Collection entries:
//! Flattened taxonomy rules.

use std::fmt;
use uuid::Uuid;

/// Generated identifier of a structure item.
#[derive(Debug, Clone, PartialEq, Eq, Hash)]
pub struct ItemId(String);

impl ItemId {
    /// Generates a fresh random identifier.
    #[must_use]
    pub fn generate() -> Self {
        Self(Uuid::new_v4().to_string())
    }

    /// Returns the ID as a string slice.
    #[must_use]
    pub fn as_str(&self) -> &str {
        &self.0
    }
}

impl fmt::Display for ItemId {
    fn fmt(&self, f: &mut fmt::Formatter<'_>) -> fmt::Result {
        write!(f, "{}", self.0)
    }
}

/// One node of the flattened taxonomy.
#[derive(Debug, Clone, PartialEq, Eq)]
pub struct StructureItem {
    /// Heading name.
    pub name: String,
    /// Tags claimed by this item. Order only matters for the default name.
    pub tags: Vec<String>,
    /// Depth of the node in the taxonomy tree; root children are level 0.
    pub level: usize,
    /// Generated unique identifier.
    pub id: ItemId,
    /// Index of the enclosing item in the owning flat list.
    pub parent: Option<usize>,
}

impl StructureItem {
    /// Creates an item with a fresh id.
    #[must_use]
    pub fn new(
        name: impl Into<String>,
        tags: Vec<String>,
        level: usize,
        parent: Option<usize>,
    ) -> Self {
        Self {
            name: name.into(),
            tags,
            level,
            id: ItemId::generate(),
            parent,
        }
    }

    /// Returns `true` if `tag` is one of this item's tags.
    #[must_use]
    pub fn claims(&self, tag: &str) -> bool {
        self.tags.iter().any(|t| t == tag)
    }
}

/// Parsed taxonomy file.
#[derive(Debug, Clone, Default, PartialEq, Eq)]
pub struct StructureConfig {
    /// Accepted from the taxonomy file but not applied to rendering.
    pub capitalize: bool,
    /// Items in pre-order of the source tree.
    pub items: Vec<StructureItem>,
    /// Reserved for uncategorized overrides; always empty.
    pub misc: Vec<StructureItem>,
}
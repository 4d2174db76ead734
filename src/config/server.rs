//! Server and user reported by the note service profile.

use crate::{Error, Result};

/// The HedgeDoc server and user the CLI is logged into.
#[derive(Debug, Clone, PartialEq, Eq)]
pub struct ServerConfig {
    /// Server base URL, used as the prefix of every note link.
    pub server: String,
    /// Logged-in user name.
    pub user: String,
}

impl ServerConfig {
    /// Creates a validated server configuration.
    ///
    /// # Errors
    ///
    /// Returns [`Error::InvalidConfig`] if either field is empty.
    pub fn new(server: impl Into<String>, user: impl Into<String>) -> Result<Self> {
        let config = Self {
            server: server.into(),
            user: user.into(),
        };
        config.validate()?;
        Ok(config)
    }

    /// Checks that both fields are non-empty.
    ///
    /// # Errors
    ///
    /// Returns [`Error::InvalidConfig`] naming the first empty field.
    pub fn validate(&self) -> Result<()> {
        if self.server.trim().is_empty() {
            return Err(Error::InvalidConfig("server must not be empty".to_string()));
        }
        if self.user.trim().is_empty() {
            return Err(Error::InvalidConfig("user must not be empty".to_string()));
        }
        Ok(())
    }
}
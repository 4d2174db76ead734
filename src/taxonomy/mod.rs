//! Tag taxonomy parsing.
//!
//! The taxonomy file is YAML with a top-level `tags` mapping:
//!
//! ```yaml
//! tags:
//!   capitalize: false
//!   levels:
//!     - work:
//!         - rust
//!         - '#(meeting|standup)'
//!     - name: Reading list
//!       tags: [book, paper]
//!       children:
//!         - fiction
//! ```
//!
//! [`parse_levels`] flattens the `levels` tree into [`StructureItem`]s in
//! pre-order, one per declaration.
//!
//! [`StructureItem`]: crate::models::StructureItem

mod parser;
mod tags;

pub use parser::{parse_levels, parse_structure_config, parse_structure_str};
pub use tags::{name_from_tags, tags_from_key};
//! Observability: structured logging via `tracing`.
//!
//! Logging is opt-in. Without `--debug` no subscriber is installed and every
//! event is discarded.

mod logging;

pub use logging::{LogFormat, LogLevel, LoggingConfig};

use crate::{Error, Result};
use std::fs::{File, OpenOptions};
use std::io;
use std::path::Path;
use std::sync::{Mutex, OnceLock};
use tracing_subscriber::fmt::writer::BoxMakeWriter;
use tracing_subscriber::layer::SubscriberExt;
use tracing_subscriber::util::SubscriberInitExt;

static OBSERVABILITY_INIT: OnceLock<()> = OnceLock::new();

/// Installs the global logging subscriber.
///
/// Does nothing when logging is disabled. Events go to stderr, or are
/// appended to the configured log file.
///
/// # Errors
///
/// Returns an error if logging has already been initialized or the log file
/// cannot be opened.
pub fn init(config: LoggingConfig) -> Result<()> {
    if !config.enabled {
        return Ok(());
    }
    if OBSERVABILITY_INIT.get().is_some() {
        return Err(init_failed("observability already initialized"));
    }

    let (writer, ansi) = match &config.file {
        Some(path) => (BoxMakeWriter::new(open_log_file(path)?), false),
        None => (BoxMakeWriter::new(io::stderr), true),
    };
    let registry = tracing_subscriber::registry().with(config.filter);

    let installed = match config.format {
        LogFormat::Json => registry
            .with(
                tracing_subscriber::fmt::layer()
                    .json()
                    .with_writer(writer)
                    .with_current_span(true)
                    .with_span_list(true)
                    .with_target(true),
            )
            .try_init(),
        LogFormat::Pretty => registry
            .with(
                tracing_subscriber::fmt::layer()
                    .with_writer(writer)
                    .with_ansi(ansi)
                    .with_target(true),
            )
            .try_init(),
    };
    installed.map_err(|e| init_failed(&e.to_string()))?;

    OBSERVABILITY_INIT
        .set(())
        .map_err(|()| init_failed("failed to mark observability initialized"))
}

fn init_failed(cause: &str) -> Error {
    Error::OperationFailed {
        operation: "observability_init".to_string(),
        cause: cause.to_string(),
    }
}

/// Opens the log file for appending, creating missing parent directories.
fn open_log_file(path: &Path) -> Result<Mutex<File>> {
    let failed = |operation: &str, e: io::Error| Error::OperationFailed {
        operation: operation.to_string(),
        cause: format!("{}: {e}", path.display()),
    };

    if let Some(parent) = path.parent().filter(|p| !p.as_os_str().is_empty()) {
        std::fs::create_dir_all(parent).map_err(|e| failed("create_log_dir", e))?;
    }

    OpenOptions::new()
        .create(true)
        .append(true)
        .open(path)
        .map(Mutex::new)
        .map_err(|e| failed("open_log_file", e))
}
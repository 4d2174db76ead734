//! Taxonomy tree flattening.

use serde_yaml_ng::{Mapping, Value};
use std::path::Path;
use tracing::instrument;

use super::tags::{name_from_tags, tags_from_key};
use crate::models::{StructureConfig, StructureItem};
use crate::{Error, Result};

/// Keys that mark a mapping node as an explicit item.
const EXPLICIT_KEYS: [&str; 2] = ["name", "tags"];

/// Reads and parses a taxonomy file.
///
/// # Errors
///
/// Returns an error if the file cannot be read or does not describe a valid
/// taxonomy.
#[instrument(skip(path), fields(path = %path.display()))]
pub fn parse_structure_config(path: &Path) -> Result<StructureConfig> {
    let contents = std::fs::read_to_string(path).map_err(|e| Error::OperationFailed {
        operation: "read_structure_file".to_string(),
        cause: format!("{}: {e}", path.display()),
    })?;

    parse_structure_str(&contents)
}

/// Parses a taxonomy document.
///
/// # Errors
///
/// Returns [`Error::InvalidInput`] if the document is not YAML or lacks the
/// `tags.levels` tree, and [`Error::InvalidTags`] if an explicit node has an
/// unusable `tags` field.
pub fn parse_structure_str(contents: &str) -> Result<StructureConfig> {
    let document: Value = serde_yaml_ng::from_str(contents)
        .map_err(|e| Error::InvalidInput(format!("malformed taxonomy: {e}")))?;

    let tags = document
        .get("tags")
        .ok_or_else(|| Error::InvalidInput("taxonomy has no 'tags' section".to_string()))?;
    let capitalize = tags.get("capitalize").is_some_and(is_truthy);
    let levels = tags
        .get("levels")
        .ok_or_else(|| Error::InvalidInput("taxonomy has no 'tags.levels' tree".to_string()))?;

    let items = parse_levels(levels)?;
    tracing::debug!(items = items.len(), capitalize, "Parsed taxonomy");

    Ok(StructureConfig {
        capitalize,
        items,
        misc: Vec::new(),
    })
}

/// Flattens a taxonomy tree into items in pre-order.
///
/// Each call allocates its own accumulator.
///
/// # Errors
///
/// Returns an error if a node cannot be interpreted.
pub fn parse_levels(levels: &Value) -> Result<Vec<StructureItem>> {
    let mut items = Vec::new();
    walk(levels, 0, None, &mut items)?;
    Ok(items)
}

fn walk(
    node: &Value,
    level: usize,
    parent: Option<usize>,
    items: &mut Vec<StructureItem>,
) -> Result<()> {
    tracing::trace!(level, ?parent, node = ?node, "Parsing taxonomy node");

    match node {
        Value::Null => Ok(()),
        Value::Tagged(tagged) => walk(&tagged.value, level, parent, items),
        Value::Sequence(seq) => {
            for child in seq {
                walk(child, level, parent, items)?;
            }
            Ok(())
        },
        Value::Mapping(map) if is_explicit(map) => walk_explicit(map, level, parent, items),
        Value::Mapping(map) => walk_shorthand(map, level, parent, items),
        Value::String(_) | Value::Number(_) | Value::Bool(_) => {
            let key = scalar_to_string(node).unwrap_or_default();
            let tags = tags_from_key(&key);
            items.push(StructureItem::new(name_from_tags(&tags), tags, level, parent));
            Ok(())
        },
    }
}

/// A mapping is explicit as soon as it carries `name` or `tags`.
fn is_explicit(map: &Mapping) -> bool {
    EXPLICIT_KEYS.iter().any(|key| map.contains_key(*key))
}

fn walk_explicit(
    map: &Mapping,
    level: usize,
    parent: Option<usize>,
    items: &mut Vec<StructureItem>,
) -> Result<()> {
    let tags = match map.get("tags") {
        Some(Value::String(key)) => tags_from_key(key),
        Some(Value::Sequence(seq)) => seq
            .iter()
            .map(|tag| {
                scalar_to_string(tag).ok_or_else(|| {
                    Error::InvalidTags(format!(
                        "tag list entries must be scalars, found {}",
                        describe(tag)
                    ))
                })
            })
            .collect::<Result<Vec<_>>>()?,
        Some(other) => {
            return Err(Error::InvalidTags(format!(
                "expected a string or a list, found {}",
                describe(other)
            )));
        },
        None => {
            return Err(Error::InvalidTags(
                "explicit taxonomy node has no 'tags' field".to_string(),
            ));
        },
    };

    let name = match map.get("name") {
        None | Some(Value::Null) => name_from_tags(&tags),
        Some(value) => scalar_to_string(value).ok_or_else(|| {
            Error::InvalidInput(format!(
                "taxonomy name must be a scalar, found {}",
                describe(value)
            ))
        })?,
    };

    items.push(StructureItem::new(name, tags, level, parent));
    let index = items.len() - 1;

    match map.get("children") {
        Some(children) => walk(children, level + 1, Some(index), items),
        None => Ok(()),
    }
}

fn walk_shorthand(
    map: &Mapping,
    level: usize,
    parent: Option<usize>,
    items: &mut Vec<StructureItem>,
) -> Result<()> {
    for (key, children) in map {
        let key = scalar_to_string(key).ok_or_else(|| {
            Error::InvalidInput(format!(
                "taxonomy keys must be scalars, found {}",
                describe(key)
            ))
        })?;
        let tags = tags_from_key(&key);
        items.push(StructureItem::new(name_from_tags(&tags), tags, level, parent));
        let index = items.len() - 1;

        if is_truthy(children) {
            walk(children, level + 1, Some(index), items)?;
        }
    }
    Ok(())
}

fn scalar_to_string(value: &Value) -> Option<String> {
    match value {
        Value::String(s) => Some(s.clone()),
        Value::Number(n) => Some(n.to_string()),
        Value::Bool(b) => Some(b.to_string()),
        Value::Tagged(tagged) => scalar_to_string(&tagged.value),
        Value::Null | Value::Sequence(_) | Value::Mapping(_) => None,
    }
}

fn is_truthy(value: &Value) -> bool {
    match value {
        Value::Null => false,
        Value::Bool(b) => *b,
        Value::Number(n) => n.as_f64().is_some_and(|n| n != 0.0),
        Value::String(s) => !s.is_empty(),
        Value::Sequence(seq) => !seq.is_empty(),
        Value::Mapping(map) => !map.is_empty(),
        Value::Tagged(tagged) => is_truthy(&tagged.value),
    }
}

const fn describe(value: &Value) -> &'static str {
    match value {
        Value::Null => "null",
        Value::Bool(_) => "a boolean",
        Value::Number(_) => "a number",
        Value::String(_) => "a string",
        Value::Sequence(_) => "a list",
        Value::Mapping(_) => "a mapping",
        Value::Tagged(_) => "a tagged value",
    }
}

#[cfg(test)]
mod tests {
    use super::*;

    fn parse(yaml: &str) -> Vec<StructureItem> {
        let value: Value = serde_yaml_ng::from_str(yaml).unwrap();
        parse_levels(&value).unwrap()
    }

    fn summary(items: &[StructureItem]) -> Vec<(String, usize, Option<usize>)> {
        items
            .iter()
            .map(|item| (item.name.clone(), item.level, item.parent))
            .collect()
    }

    #[test]
    fn test_string_leaf() {
        let items = parse("work");
        assert_eq!(items.len(), 1);
        assert_eq!(items[0].name, "work");
        assert_eq!(items[0].tags, vec!["work"]);
        assert_eq!(items[0].level, 0);
        assert_eq!(items[0].parent, None);
    }

    #[test]
    fn test_multi_tag_leaf_name() {
        let items = parse("'#(x|y)'");
        assert_eq!(items[0].name, "x, y");
        assert_eq!(items[0].tags, vec!["x", "y"]);
    }

    #[test]
    fn test_sequence_items_are_siblings() {
        let items = parse("[a, b, c]");
        assert_eq!(
            summary(&items),
            vec![
                ("a".to_string(), 0, None),
                ("b".to_string(), 0, None),
                ("c".to_string(), 0, None),
            ]
        );
    }

    #[test]
    fn test_shorthand_nesting_is_pre_order() {
        let items = parse(
            r"
- work:
    - rust:
        - async
    - meeting
- home
",
        );
        assert_eq!(
            summary(&items),
            vec![
                ("work".to_string(), 0, None),
                ("rust".to_string(), 1, Some(0)),
                ("async".to_string(), 2, Some(1)),
                ("meeting".to_string(), 1, Some(0)),
                ("home".to_string(), 0, None),
            ]
        );
    }

    #[test]
    fn test_shorthand_mapping_with_several_keys() {
        let items = parse(
            r"
a: [a1]
b:
c: [c1]
",
        );
        assert_eq!(
            summary(&items),
            vec![
                ("a".to_string(), 0, None),
                ("a1".to_string(), 1, Some(0)),
                ("b".to_string(), 0, None),
                ("c".to_string(), 0, None),
                ("c1".to_string(), 1, Some(3)),
            ]
        );
    }

    #[test]
    fn test_shorthand_falsy_values_make_leaves() {
        let items = parse("{a: [], b: '', c: false, d: 0}");
        assert_eq!(items.len(), 4);
        assert!(items.iter().all(|item| item.level == 0));
    }

    #[test]
    fn test_shorthand_scalar_value_is_child() {
        let items = parse("{work: rust}");
        assert_eq!(
            summary(&items),
            vec![("work".to_string(), 0, None), ("rust".to_string(), 1, Some(0))]
        );
    }

    #[test]
    fn test_explicit_node() {
        let items = parse(
            r"
- name: Reading
  tags: [book, paper]
  children:
    - fiction
    - '#(sf|fantasy)'
",
        );
        assert_eq!(items[0].name, "Reading");
        assert_eq!(items[0].tags, vec!["book", "paper"]);
        assert_eq!(
            summary(&items),
            vec![
                ("Reading".to_string(), 0, None),
                ("fiction".to_string(), 1, Some(0)),
                ("sf, fantasy".to_string(), 1, Some(0)),
            ]
        );
    }

    #[test]
    fn test_explicit_node_string_tags_are_normalized() {
        let items = parse("{tags: '#(a|b)'}");
        assert_eq!(items[0].tags, vec!["a", "b"]);
        assert_eq!(items[0].name, "a, b");
    }

    #[test]
    fn test_explicit_list_tags_are_used_as_is() {
        let items = parse("{tags: ['#(a|b)', c]}");
        assert_eq!(items[0].tags, vec!["#(a|b)", "c"]);
    }

    #[test]
    fn test_explicit_node_requires_tags() {
        let value: Value = serde_yaml_ng::from_str("{name: Lonely}").unwrap();
        let err = parse_levels(&value).unwrap_err();
        assert!(matches!(err, Error::InvalidTags(_)));
    }

    #[test]
    fn test_explicit_node_rejects_mapping_tags() {
        let value: Value = serde_yaml_ng::from_str("{tags: {a: b}}").unwrap();
        let err = parse_levels(&value).unwrap_err();
        assert!(matches!(err, Error::InvalidTags(_)));
        assert!(err.to_string().contains("found a mapping"));
    }

    #[test]
    fn test_numeric_keys_are_tags() {
        let items = parse("{2024: [q1]}");
        assert_eq!(items[0].tags, vec!["2024"]);
        assert_eq!(items[1].parent, Some(0));
    }

    #[test]
    fn test_null_nodes_are_skipped() {
        assert!(parse("~").is_empty());
        assert_eq!(parse("[a, ~, b]").len(), 2);
    }

    #[test]
    fn test_each_parse_starts_empty() {
        let value: Value = serde_yaml_ng::from_str("[a, b]").unwrap();
        let first = parse_levels(&value).unwrap();
        let second = parse_levels(&value).unwrap();
        assert_eq!(first.len(), 2);
        assert_eq!(second.len(), 2);
    }

    #[test]
    fn test_parse_structure_str() {
        let config = parse_structure_str(
            r"
tags:
  capitalize: true
  levels:
    - work
",
        )
        .unwrap();
        assert!(config.capitalize);
        assert_eq!(config.items.len(), 1);
        assert!(config.misc.is_empty());
    }

    #[test]
    fn test_parse_structure_str_defaults_capitalize() {
        let config = parse_structure_str("tags:\n  levels: [a]\n").unwrap();
        assert!(!config.capitalize);
    }

    #[test]
    fn test_parse_structure_str_requires_levels() {
        let err = parse_structure_str("tags:\n  capitalize: true\n").unwrap_err();
        assert!(matches!(err, Error::InvalidInput(_)));

        let err = parse_structure_str("levels: [a]\n").unwrap_err();
        assert!(err.to_string().contains("'tags'"));
    }

    #[test]
    fn test_parse_structure_config_missing_file() {
        let err = parse_structure_config(Path::new("/nonexistent/hd.structure.yaml")).unwrap_err();
        assert!(matches!(err, Error::OperationFailed { .. }));
    }
}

PROBLEM DESCRIPTION: Above are the lines; repeat exactly the ones from the line containing "OpenOptions::new()" down to the line containing "let document: Value", both inclusive.

SOLUTION TO THIS TASK:
    OpenOptions::new()
        .create(true)
        .append(true)
        .open(path)
        .map(Mutex::new)
        .map_err(|e| failed("open_log_file", e))
}
repository 4d2174db76ead734
//! Taxonomy tree flattening.

use serde_yaml_ng::{Mapping, Value};
use std::path::Path;
use tracing::instrument;

use super::tags::{name_from_tags, tags_from_key};
use crate::models::{StructureConfig, StructureItem};
use crate::{Error, Result};

/// Keys that mark a mapping node as an explicit item.
const EXPLICIT_KEYS: [&str; 2] = ["name", "tags"];

/// Reads and parses a taxonomy file.
///
/// # Errors
///
/// Returns an error if the file cannot be read or does not describe a valid
/// taxonomy.
#[instrument(skip(path), fields(path = %path.display()))]
pub fn parse_structure_config(path: &Path) -> Result<StructureConfig> {
    let contents = std::fs::read_to_string(path).map_err(|e| Error::OperationFailed {
        operation: "read_structure_file".to_string(),
        cause: format!("{}: {e}", path.display()),
    })?;

    parse_structure_str(&contents)
}

/// Parses a taxonomy document.
///
/// # Errors
///
/// Returns [`Error::InvalidInput`] if the document is not YAML or lacks the
/// `tags.levels` tree, and [`Error::InvalidTags`] if an explicit node has an
/// unusable `tags` field.
pub fn parse_structure_str(contents: &str) -> Result<StructureConfig> {
    let document: Value = serde_yaml_ng::from_str(contents)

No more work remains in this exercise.